▸ What you are asked to do
Show all lines of the entries in which the word "TableRepr" is found.

▸ Records for the task
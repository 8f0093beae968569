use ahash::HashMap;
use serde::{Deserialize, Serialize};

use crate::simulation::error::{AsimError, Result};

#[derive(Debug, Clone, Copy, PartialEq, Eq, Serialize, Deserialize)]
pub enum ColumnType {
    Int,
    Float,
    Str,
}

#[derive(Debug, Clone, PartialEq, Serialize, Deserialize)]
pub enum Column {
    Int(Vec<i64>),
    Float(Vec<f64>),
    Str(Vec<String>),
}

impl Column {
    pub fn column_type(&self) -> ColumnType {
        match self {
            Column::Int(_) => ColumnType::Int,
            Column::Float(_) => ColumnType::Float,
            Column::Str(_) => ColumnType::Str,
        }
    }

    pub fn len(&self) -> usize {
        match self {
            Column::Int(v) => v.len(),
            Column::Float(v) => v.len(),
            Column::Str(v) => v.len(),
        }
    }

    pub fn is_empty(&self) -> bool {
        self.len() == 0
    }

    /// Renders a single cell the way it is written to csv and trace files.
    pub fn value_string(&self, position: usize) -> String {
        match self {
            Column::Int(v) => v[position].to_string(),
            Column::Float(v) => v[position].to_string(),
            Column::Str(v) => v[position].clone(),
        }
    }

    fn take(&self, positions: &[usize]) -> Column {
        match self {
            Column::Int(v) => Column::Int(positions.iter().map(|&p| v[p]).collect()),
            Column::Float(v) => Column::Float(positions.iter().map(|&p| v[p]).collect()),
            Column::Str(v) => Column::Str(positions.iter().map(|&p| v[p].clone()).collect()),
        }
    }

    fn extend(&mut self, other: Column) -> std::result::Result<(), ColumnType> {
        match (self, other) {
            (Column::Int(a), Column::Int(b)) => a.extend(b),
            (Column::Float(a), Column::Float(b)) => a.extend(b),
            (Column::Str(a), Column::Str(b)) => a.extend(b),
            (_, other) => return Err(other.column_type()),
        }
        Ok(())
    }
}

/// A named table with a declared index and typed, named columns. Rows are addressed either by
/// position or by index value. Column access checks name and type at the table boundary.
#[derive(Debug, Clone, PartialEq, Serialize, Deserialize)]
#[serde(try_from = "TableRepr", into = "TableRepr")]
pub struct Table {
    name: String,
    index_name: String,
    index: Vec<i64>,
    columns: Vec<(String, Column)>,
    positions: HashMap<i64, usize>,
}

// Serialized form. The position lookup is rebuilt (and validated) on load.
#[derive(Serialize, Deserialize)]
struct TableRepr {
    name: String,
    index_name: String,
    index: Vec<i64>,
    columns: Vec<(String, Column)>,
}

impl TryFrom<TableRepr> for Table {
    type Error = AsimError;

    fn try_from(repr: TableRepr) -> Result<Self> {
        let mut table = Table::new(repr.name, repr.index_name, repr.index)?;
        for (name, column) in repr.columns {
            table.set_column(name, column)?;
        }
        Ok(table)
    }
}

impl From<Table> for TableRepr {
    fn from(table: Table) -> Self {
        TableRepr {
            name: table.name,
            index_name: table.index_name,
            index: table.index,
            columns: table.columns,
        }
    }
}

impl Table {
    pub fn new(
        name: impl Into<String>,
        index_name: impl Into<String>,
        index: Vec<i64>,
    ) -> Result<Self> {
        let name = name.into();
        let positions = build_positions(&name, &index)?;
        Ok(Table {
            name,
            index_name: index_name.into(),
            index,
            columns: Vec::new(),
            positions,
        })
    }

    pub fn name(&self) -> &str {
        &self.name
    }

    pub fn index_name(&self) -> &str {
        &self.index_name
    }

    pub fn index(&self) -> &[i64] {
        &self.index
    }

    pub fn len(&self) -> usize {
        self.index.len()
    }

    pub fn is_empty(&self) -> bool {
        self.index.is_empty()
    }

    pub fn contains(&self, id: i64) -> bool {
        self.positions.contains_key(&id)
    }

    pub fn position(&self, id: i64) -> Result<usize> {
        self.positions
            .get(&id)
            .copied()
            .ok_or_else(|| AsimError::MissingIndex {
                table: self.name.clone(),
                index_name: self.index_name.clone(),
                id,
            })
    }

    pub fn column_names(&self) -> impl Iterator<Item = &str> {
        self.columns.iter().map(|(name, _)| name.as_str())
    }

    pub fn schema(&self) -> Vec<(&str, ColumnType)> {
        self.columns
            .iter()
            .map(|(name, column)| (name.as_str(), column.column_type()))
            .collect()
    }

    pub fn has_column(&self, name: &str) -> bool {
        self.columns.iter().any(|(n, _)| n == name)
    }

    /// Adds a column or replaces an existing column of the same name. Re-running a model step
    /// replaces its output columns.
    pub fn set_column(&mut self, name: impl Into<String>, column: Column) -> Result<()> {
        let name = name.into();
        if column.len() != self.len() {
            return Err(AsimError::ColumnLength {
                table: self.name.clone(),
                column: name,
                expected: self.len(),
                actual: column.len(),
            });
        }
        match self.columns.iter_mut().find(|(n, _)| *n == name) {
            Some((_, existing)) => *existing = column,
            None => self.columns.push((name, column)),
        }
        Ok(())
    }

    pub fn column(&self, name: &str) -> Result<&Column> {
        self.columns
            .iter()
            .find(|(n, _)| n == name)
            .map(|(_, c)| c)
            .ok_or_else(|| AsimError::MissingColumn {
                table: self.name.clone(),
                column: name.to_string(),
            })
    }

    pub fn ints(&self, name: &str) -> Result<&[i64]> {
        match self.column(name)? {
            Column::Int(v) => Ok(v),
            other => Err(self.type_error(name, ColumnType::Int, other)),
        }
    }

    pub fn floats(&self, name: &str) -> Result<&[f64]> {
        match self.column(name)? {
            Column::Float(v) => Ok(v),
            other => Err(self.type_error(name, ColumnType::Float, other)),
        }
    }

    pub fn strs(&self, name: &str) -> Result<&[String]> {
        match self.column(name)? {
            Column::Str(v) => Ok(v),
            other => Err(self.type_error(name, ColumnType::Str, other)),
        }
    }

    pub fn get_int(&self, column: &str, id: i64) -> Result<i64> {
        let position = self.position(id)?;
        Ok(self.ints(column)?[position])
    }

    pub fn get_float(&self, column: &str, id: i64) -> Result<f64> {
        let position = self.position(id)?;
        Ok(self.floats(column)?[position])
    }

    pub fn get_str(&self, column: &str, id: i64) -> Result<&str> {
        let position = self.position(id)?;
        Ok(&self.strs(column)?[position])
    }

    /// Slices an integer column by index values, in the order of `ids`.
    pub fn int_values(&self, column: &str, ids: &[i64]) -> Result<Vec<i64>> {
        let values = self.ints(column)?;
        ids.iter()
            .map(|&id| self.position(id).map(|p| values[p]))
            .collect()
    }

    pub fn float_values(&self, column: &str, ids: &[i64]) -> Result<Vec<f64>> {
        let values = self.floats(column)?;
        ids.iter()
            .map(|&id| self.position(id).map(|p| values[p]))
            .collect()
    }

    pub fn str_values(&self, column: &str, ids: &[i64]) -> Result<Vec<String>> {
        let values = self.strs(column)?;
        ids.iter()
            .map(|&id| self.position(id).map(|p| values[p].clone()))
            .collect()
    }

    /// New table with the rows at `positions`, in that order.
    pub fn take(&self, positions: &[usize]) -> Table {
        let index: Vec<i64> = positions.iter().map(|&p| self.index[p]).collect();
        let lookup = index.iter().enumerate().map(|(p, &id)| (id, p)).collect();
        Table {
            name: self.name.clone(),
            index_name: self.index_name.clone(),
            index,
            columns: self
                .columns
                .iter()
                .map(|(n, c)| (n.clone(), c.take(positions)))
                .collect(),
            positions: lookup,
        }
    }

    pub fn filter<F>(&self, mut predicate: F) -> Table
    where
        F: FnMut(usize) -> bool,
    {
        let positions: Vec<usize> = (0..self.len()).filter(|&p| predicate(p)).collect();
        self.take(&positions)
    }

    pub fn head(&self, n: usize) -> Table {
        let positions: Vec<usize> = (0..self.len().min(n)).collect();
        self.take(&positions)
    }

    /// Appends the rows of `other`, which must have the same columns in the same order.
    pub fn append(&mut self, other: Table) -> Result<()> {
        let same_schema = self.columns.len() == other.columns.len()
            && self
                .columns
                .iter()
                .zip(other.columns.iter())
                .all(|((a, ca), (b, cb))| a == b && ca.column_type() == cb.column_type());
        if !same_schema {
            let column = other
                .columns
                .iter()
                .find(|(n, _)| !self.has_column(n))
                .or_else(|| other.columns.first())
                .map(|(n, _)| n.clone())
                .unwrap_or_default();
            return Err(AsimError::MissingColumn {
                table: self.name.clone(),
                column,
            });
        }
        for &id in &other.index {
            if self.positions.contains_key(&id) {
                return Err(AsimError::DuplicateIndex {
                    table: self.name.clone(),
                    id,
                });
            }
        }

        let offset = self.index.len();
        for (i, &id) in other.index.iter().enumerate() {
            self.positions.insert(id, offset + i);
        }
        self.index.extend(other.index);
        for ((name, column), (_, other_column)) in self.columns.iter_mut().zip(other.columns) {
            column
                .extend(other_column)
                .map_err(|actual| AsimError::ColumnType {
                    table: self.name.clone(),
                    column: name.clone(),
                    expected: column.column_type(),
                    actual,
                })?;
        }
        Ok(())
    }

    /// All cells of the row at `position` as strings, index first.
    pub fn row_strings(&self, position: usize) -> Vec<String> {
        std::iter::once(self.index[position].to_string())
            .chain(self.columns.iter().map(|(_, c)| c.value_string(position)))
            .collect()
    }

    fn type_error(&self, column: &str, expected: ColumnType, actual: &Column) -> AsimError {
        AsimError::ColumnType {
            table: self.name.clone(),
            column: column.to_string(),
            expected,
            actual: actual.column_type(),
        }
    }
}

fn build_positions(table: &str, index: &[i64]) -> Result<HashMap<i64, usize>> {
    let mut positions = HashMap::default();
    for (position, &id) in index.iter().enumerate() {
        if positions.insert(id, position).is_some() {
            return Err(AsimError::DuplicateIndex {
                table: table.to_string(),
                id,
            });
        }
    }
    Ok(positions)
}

--

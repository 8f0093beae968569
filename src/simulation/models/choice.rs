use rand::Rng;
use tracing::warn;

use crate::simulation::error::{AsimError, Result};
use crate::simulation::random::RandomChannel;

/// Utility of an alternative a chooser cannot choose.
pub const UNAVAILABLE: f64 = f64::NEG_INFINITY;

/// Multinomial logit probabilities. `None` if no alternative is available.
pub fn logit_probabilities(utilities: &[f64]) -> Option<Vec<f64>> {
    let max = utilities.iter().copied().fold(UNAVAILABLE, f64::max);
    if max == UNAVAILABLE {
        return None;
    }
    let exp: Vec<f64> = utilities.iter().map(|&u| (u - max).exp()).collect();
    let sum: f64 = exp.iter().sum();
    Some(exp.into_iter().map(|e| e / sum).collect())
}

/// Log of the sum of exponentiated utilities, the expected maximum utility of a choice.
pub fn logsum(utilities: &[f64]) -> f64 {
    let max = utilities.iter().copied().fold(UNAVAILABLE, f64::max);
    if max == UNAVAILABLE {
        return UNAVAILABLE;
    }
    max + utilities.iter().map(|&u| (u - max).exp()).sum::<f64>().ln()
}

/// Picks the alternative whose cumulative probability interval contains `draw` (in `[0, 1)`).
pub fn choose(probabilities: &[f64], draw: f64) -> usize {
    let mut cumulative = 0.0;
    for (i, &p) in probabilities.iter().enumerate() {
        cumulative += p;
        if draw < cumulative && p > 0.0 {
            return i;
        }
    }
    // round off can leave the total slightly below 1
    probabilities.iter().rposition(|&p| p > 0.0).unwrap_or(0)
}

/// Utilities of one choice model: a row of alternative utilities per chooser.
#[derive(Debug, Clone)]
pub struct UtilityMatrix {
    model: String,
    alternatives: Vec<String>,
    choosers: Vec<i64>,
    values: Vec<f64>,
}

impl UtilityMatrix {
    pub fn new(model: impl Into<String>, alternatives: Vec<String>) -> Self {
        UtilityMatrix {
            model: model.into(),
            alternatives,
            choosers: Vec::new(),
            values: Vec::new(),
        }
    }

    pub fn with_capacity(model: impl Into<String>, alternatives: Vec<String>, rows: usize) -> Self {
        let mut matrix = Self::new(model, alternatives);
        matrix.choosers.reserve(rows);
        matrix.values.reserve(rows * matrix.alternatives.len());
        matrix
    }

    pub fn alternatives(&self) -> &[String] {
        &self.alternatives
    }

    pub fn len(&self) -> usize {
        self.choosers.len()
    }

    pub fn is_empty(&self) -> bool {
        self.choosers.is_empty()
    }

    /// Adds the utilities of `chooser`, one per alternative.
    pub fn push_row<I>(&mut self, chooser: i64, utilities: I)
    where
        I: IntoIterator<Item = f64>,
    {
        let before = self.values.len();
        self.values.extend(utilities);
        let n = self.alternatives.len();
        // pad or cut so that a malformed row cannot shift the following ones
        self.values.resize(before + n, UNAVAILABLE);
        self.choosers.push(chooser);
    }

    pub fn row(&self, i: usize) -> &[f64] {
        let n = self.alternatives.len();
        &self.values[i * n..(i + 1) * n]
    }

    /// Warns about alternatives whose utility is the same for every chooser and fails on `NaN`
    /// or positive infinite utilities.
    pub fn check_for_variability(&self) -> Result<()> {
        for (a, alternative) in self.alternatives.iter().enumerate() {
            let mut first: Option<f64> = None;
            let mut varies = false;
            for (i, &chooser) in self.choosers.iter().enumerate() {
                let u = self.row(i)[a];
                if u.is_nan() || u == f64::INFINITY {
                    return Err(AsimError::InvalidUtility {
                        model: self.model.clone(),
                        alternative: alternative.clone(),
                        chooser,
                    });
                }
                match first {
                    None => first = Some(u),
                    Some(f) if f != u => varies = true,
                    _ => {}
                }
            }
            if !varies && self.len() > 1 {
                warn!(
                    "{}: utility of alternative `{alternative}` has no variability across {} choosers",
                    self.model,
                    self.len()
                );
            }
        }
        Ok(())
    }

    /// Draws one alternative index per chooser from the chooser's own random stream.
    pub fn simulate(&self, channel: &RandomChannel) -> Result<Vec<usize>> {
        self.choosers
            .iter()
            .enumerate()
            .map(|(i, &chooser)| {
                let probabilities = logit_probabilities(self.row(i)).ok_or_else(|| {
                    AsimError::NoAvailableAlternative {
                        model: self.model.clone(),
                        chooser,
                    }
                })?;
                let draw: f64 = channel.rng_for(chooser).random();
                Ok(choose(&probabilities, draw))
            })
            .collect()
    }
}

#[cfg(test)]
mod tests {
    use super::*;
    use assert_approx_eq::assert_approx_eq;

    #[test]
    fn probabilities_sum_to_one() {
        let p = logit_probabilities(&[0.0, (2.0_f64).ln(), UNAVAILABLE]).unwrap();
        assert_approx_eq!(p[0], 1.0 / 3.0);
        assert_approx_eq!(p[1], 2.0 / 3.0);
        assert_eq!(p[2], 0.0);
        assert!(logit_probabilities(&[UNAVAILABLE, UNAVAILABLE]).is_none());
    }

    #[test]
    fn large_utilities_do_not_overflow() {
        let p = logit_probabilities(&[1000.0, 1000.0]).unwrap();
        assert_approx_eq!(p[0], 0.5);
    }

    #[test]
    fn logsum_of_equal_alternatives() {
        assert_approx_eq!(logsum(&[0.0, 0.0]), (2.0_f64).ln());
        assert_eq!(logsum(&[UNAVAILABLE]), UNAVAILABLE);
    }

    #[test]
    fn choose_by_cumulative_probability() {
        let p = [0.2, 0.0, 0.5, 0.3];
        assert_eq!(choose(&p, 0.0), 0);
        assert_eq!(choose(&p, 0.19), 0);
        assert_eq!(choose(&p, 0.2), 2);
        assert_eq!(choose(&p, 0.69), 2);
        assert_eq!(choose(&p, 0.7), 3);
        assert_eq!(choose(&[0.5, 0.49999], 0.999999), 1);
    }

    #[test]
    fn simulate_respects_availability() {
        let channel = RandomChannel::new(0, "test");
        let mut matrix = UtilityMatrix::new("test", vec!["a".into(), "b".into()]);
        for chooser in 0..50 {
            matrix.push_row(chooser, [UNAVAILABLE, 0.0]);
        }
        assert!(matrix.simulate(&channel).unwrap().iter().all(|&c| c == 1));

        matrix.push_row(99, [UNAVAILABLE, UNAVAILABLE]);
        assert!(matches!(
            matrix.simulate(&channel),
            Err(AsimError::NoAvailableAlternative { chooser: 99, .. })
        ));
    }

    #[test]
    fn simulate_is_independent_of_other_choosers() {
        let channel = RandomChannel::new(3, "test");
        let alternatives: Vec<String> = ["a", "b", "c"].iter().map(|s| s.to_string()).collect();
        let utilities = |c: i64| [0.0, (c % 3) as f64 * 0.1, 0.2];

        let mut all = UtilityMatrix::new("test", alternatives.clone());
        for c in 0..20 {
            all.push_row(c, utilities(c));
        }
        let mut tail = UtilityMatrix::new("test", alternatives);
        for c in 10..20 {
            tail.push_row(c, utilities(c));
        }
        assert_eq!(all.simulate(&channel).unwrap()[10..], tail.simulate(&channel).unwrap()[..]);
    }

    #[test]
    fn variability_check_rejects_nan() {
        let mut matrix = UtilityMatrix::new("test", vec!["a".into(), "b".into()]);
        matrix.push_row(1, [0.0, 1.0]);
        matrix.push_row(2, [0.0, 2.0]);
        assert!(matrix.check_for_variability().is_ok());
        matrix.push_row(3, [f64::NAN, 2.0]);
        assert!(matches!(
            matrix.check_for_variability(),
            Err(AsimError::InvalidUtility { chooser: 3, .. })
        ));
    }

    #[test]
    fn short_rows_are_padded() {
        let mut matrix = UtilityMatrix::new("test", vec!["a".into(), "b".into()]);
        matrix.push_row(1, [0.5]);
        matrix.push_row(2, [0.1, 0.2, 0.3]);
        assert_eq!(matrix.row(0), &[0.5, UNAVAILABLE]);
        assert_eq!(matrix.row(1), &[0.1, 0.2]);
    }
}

...

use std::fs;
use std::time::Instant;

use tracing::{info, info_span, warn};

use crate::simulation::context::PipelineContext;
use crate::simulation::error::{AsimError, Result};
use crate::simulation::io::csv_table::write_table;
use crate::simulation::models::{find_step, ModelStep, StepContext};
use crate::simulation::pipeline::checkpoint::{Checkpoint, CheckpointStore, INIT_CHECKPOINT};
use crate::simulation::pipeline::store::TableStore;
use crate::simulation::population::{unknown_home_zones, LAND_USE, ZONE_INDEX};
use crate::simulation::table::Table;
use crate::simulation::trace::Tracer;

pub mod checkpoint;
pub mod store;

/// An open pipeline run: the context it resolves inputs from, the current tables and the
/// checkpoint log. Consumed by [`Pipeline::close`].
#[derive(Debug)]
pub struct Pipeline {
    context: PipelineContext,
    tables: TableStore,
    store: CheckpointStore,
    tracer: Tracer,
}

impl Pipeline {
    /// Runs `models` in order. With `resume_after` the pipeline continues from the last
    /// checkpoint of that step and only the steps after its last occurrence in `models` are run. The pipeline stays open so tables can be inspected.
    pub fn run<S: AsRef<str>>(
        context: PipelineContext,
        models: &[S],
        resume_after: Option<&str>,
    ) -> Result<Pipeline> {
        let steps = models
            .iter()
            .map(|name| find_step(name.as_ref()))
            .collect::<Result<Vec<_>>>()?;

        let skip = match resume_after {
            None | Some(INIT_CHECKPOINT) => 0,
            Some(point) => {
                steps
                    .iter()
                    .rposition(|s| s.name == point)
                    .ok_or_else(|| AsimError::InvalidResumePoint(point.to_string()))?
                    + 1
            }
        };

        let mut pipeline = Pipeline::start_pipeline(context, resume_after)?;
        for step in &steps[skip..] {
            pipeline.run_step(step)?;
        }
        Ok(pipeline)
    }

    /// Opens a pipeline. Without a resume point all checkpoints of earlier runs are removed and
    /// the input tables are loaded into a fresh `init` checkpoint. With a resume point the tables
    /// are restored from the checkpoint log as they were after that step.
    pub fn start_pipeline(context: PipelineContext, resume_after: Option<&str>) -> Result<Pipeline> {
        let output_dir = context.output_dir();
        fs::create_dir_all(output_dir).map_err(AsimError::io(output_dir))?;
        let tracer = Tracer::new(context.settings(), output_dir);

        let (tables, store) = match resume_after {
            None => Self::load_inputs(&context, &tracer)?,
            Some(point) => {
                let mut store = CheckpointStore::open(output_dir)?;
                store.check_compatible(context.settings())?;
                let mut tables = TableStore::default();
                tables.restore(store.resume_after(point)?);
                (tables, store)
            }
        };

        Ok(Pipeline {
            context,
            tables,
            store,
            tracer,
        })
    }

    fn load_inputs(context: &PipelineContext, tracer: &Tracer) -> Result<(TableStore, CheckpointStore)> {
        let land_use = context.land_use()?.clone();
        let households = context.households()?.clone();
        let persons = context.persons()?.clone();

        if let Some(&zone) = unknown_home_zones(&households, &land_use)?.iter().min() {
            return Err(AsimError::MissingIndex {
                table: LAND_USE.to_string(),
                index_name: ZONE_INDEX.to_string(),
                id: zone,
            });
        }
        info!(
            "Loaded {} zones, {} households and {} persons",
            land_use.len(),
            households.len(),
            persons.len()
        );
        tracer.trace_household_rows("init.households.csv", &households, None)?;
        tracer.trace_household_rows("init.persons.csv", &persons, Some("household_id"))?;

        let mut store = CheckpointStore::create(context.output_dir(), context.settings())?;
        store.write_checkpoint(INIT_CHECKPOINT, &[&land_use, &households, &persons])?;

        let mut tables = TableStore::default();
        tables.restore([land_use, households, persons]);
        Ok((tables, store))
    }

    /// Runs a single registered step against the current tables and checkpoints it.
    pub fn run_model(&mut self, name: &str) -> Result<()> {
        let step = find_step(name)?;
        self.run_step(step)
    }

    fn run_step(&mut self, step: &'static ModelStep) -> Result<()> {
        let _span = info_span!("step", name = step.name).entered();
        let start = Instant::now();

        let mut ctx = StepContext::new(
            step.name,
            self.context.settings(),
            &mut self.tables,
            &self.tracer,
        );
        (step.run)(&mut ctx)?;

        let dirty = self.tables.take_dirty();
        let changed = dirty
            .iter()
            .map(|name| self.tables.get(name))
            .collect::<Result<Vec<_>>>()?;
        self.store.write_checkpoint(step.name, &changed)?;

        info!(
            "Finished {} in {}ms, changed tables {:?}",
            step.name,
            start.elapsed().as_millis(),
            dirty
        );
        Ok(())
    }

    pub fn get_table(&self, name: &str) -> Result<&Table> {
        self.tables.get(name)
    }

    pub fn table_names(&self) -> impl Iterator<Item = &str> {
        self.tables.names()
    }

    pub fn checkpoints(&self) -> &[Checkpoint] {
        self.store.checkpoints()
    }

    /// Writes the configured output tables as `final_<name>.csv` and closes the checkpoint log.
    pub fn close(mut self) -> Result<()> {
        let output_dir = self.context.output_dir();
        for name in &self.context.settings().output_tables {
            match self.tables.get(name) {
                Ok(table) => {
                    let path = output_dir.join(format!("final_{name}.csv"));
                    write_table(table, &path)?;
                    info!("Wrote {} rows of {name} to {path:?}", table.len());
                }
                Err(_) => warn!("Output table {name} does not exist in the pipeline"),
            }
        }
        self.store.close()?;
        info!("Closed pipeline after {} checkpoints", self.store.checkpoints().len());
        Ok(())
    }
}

▸ Answer to the exercise
#[serde(try_from = "TableRepr", into = "TableRepr")]
struct TableRepr {
impl TryFrom<TableRepr> for Table {
    fn try_from(repr: TableRepr) -> Result<Self> {
impl From<Table> for TableRepr {
        TableRepr {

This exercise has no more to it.